> Assigned task:
If a line appears in the data below, it must appear in your answer exactly as given.

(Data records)
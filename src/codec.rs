//! Numeric codec for identifiers on the wire
//!
//! JSON numbers cannot carry integers past 2^53 without losing precision, so
//! identifiers travel as strings: the decimal digits followed by a single
//! `n` marker (`"1671056616571n"`). The codec is safe to apply blindly over a
//! whole JSON tree: strings that do not match `^[0-9]+n$` pass through
//! untouched.

use std::collections::BTreeMap;

use num_bigint::BigUint;
use once_cell::sync::Lazy;
use regex::Regex;
use serde_json::{Map, Number, Value};

use crate::core::error::CodecError;

/// Trailing marker that tags a string as an encoded integer
pub const MARKER: char = 'n';

// ASCII digits only; `\d` would also accept other Unicode digit classes.
static WIRE_INT: Lazy<Regex> = Lazy::new(|| Regex::new(r"^[0-9]+n$").expect("static regex"));

/// Result of decoding a single string
#[derive(Debug, Clone, PartialEq, Eq)]
pub enum Decoded<'a> {
    /// The string was a tagged integer
    Int(BigUint),
    /// Any other string, returned unchanged
    Text(&'a str),
}

/// Encode an integer as `<digits>n`
pub fn encode(n: &BigUint) -> String {
    let mut out = n.to_str_radix(10);
    out.push(MARKER);
    out
}

/// Decode a string, passing through anything that is not `<digits>n`
pub fn decode(s: &str) -> Decoded<'_> {
    if !is_wire_int(s) {
        return Decoded::Text(s);
    }
    let digits = &s.as_bytes()[..s.len() - 1];
    match BigUint::parse_bytes(digits, 10) {
        Some(n) => Decoded::Int(n),
        None => Decoded::Text(s),
    }
}

/// Decode a string that must be a tagged integer
pub fn decode_int(s: &str) -> Result<BigUint, CodecError> {
    match decode(s) {
        Decoded::Int(n) => Ok(n),
        Decoded::Text(_) => Err(CodecError::Malformed(s.to_string())),
    }
}

/// Whether `s` has the `<digits>n` shape
pub fn is_wire_int(s: &str) -> bool {
    WIRE_INT.is_match(s)
}

/// JSON tree with a dedicated arbitrary-precision integer kind
#[derive(Debug, Clone, PartialEq)]
pub enum TaggedValue {
    /// JSON null
    Null,
    /// JSON boolean
    Bool(bool),
    /// Plain JSON number
    Number(Number),
    /// String that did not decode as an integer
    String(String),
    /// Tagged arbitrary-precision integer, with the text it was decoded from
    BigInt {
        /// Decoded value
        value: BigUint,
        /// Source string, marker included
        raw: String,
    },
    /// JSON array
    Array(Vec<TaggedValue>),
    /// JSON object
    Object(BTreeMap<String, TaggedValue>),
}

impl TaggedValue {
    /// Integer node whose source text is its canonical encoding
    pub fn big_int(value: BigUint) -> Self {
        let raw = encode(&value);
        TaggedValue::BigInt { value, raw }
    }

    /// Object view, if this is an object
    pub fn as_object(&self) -> Option<&BTreeMap<String, TaggedValue>> {
        match self {
            TaggedValue::Object(map) => Some(map),
            _ => None,
        }
    }

    /// Field lookup on objects; `None` for anything else
    pub fn get(&self, key: &str) -> Option<&TaggedValue> {
        self.as_object().and_then(|map| map.get(key))
    }

    /// Short kind name for error messages
    pub fn kind(&self) -> &'static str {
        match self {
            TaggedValue::Null => "null",
            TaggedValue::Bool(_) => "boolean",
            TaggedValue::Number(_) => "number",
            TaggedValue::String(_) => "string",
            TaggedValue::BigInt { .. } => "bigint",
            TaggedValue::Array(_) => "array",
            TaggedValue::Object(_) => "object",
        }
    }
}

/// Decode every string in a parsed JSON tree
pub fn revive(value: Value) -> TaggedValue {
    match value {
        Value::Null => TaggedValue::Null,
        Value::Bool(b) => TaggedValue::Bool(b),
        Value::Number(n) => TaggedValue::Number(n),
        Value::String(s) => match decode(&s) {
            Decoded::Int(value) => TaggedValue::BigInt { value, raw: s },
            Decoded::Text(_) => TaggedValue::String(s),
        },
        Value::Array(items) => TaggedValue::Array(items.into_iter().map(revive).collect()),
        Value::Object(map) => {
            TaggedValue::Object(map.into_iter().map(|(k, v)| (k, revive(v))).collect())
        }
    }
}

/// Encode every integer in a tree back into plain JSON
pub fn replace(value: TaggedValue) -> Value {
    match value {
        TaggedValue::Null => Value::Null,
        TaggedValue::Bool(b) => Value::Bool(b),
        TaggedValue::Number(n) => Value::Number(n),
        TaggedValue::String(s) => Value::String(s),
        TaggedValue::BigInt { value, .. } => Value::String(encode(&value)),
        TaggedValue::Array(items) => Value::Array(items.into_iter().map(replace).collect()),
        TaggedValue::Object(map) => {
            Value::Object(map.into_iter().map(|(k, v)| (k, replace(v))).collect::<Map<_, _>>())
        }
    }
}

> Exercise solution:
filename src/codec.rs
//! Numeric codec for identifiers on the wire
//!
//! JSON numbers cannot carry integers past 2^53 without losing precision, so
//! identifiers travel as strings: the decimal digits followed by a single
//! `n` marker (`"1671056616571n"`). The codec is safe to apply blindly over a
//! whole JSON tree: strings that do not match `^[0-9]+n$` pass through
//! untouched.

use std::collections::BTreeMap;

use num_bigint::BigUint;
use once_cell::sync::Lazy;
use regex::Regex;
use serde_json::{Map, Number, Value};

use crate::core::error::CodecError;

/// Trailing marker that tags a string as an encoded integer
pub const MARKER: char = 'n';

// ASCII digits only; `\d` would also accept other Unicode digit classes.
static WIRE_INT: Lazy<Regex> = Lazy::new(|| Regex::new(r"^[0-9]+n$").expect("static regex"));

/// Result of decoding a single string
#[derive(Debug, Clone, PartialEq, Eq)]
pub enum Decoded<'a> {
    /// The string was a tagged integer
    Int(BigUint),
    /// Any other string, returned unchanged
    Text(&'a str),
}

/// Encode an integer as `<digits>n`
pub fn encode(n: &BigUint) -> String {
    let mut out = n.to_str_radix(10);
    out.push(MARKER);
    out
}

/// Decode a string, passing through anything that is not `<digits>n`
pub fn decode(s: &str) -> Decoded<'_> {
    if !is_wire_int(s) {
        return Decoded::Text(s);
    }
    let digits = &s.as_bytes()[..s.len() - 1];
    match BigUint::parse_bytes(digits, 10) {
        Some(n) => Decoded::Int(n),
        None => Decoded::Text(s),
    }
}

/// Decode a string that must be a tagged integer
pub fn decode_int(s: &str) -> Result<BigUint, CodecError> {
    match decode(s) {
        Decoded::Int(n) => Ok(n),
        Decoded::Text(_) => Err(CodecError::Malformed(s.to_string())),
    }
}

/// Whether `s` has the `<digits>n` shape
pub fn is_wire_int(s: &str) -> bool {
    WIRE_INT.is_match(s)
}

/// JSON tree with a dedicated arbitrary-precision integer kind
#[derive(Debug, Clone, PartialEq)]
pub enum TaggedValue {
    /// JSON null
    Null,
    /// JSON boolean
    Bool(bool),
    /// Plain JSON number
    Number(Number),
    /// String that did not decode as an integer
    String(String),
    /// Tagged arbitrary-precision integer, with the text it was decoded from
    BigInt {
        /// Decoded value
        value: BigUint,
        /// Source string, marker included
        raw: String,
    },
    /// JSON array
    Array(Vec<TaggedValue>),
    /// JSON object
    Object(BTreeMap<String, TaggedValue>),
}

impl TaggedValue {
    /// Integer node whose source text is its canonical encoding
    pub fn big_int(value: BigUint) -> Self {
        let raw = encode(&value);
        TaggedValue::BigInt { value, raw }
    }

    /// Object view, if this is an object
    pub fn as_object(&self) -> Option<&BTreeMap<String, TaggedValue>> {
        match self {
            TaggedValue::Object(map) => Some(map),
            _ => None,
        }
    }

    /// Field lookup on objects; `None` for anything else
    pub fn get(&self, key: &str) -> Option<&TaggedValue> {
        self.as_object().and_then(|map| map.get(key))
    }

    /// Short kind name for error messages
    pub fn kind(&self) -> &'static str {
        match self {
            TaggedValue::Null => "null",
            TaggedValue::Bool(_) => "boolean",
            TaggedValue::Number(_) => "number",
            TaggedValue::String(_) => "string",
            TaggedValue::BigInt { .. } => "bigint",
            TaggedValue::Array(_) => "array",
            TaggedValue::Object(_) => "object",
        }
    }
}

/// Decode every string in a parsed JSON tree
pub fn revive(value: Value) -> TaggedValue {
    match value {
        Value::Null => TaggedValue::Null,
        Value::Bool(b) => TaggedValue::Bool(b),
        Value::Number(n) => TaggedValue::Number(n),
        Value::String(s) => match decode(&s) {
            Decoded::Int(value) => TaggedValue::BigInt { value, raw: s },
            Decoded::Text(_) => TaggedValue::String(s),
        },
        Value::Array(items) => TaggedValue::Array(items.into_iter().map(revive).collect()),
        Value::Object(map) => {
            TaggedValue::Object(map.into_iter().map(|(k, v)| (k, revive(v))).collect())
        }
    }
}

/// Encode every integer in a tree back into plain JSON
pub fn replace(value: TaggedValue) -> Value {
    match value {
        TaggedValue::Null => Value::Null,
        TaggedValue::Bool(b) => Value::Bool(b),
        TaggedValue::Number(n) => Value::Number(n),
        TaggedValue::String(s) => Value::String(s),
        TaggedValue::BigInt { value, .. } => Value::String(encode(&value)),
        TaggedValue::Array(items) => Value::Array(items.into_iter().map(replace).collect()),
        TaggedValue::Object(map) => {
            Value::Object(map.into_iter().map(|(k, v)| (k, replace(v))).collect::<Map<_, _>>())
        }
    }
}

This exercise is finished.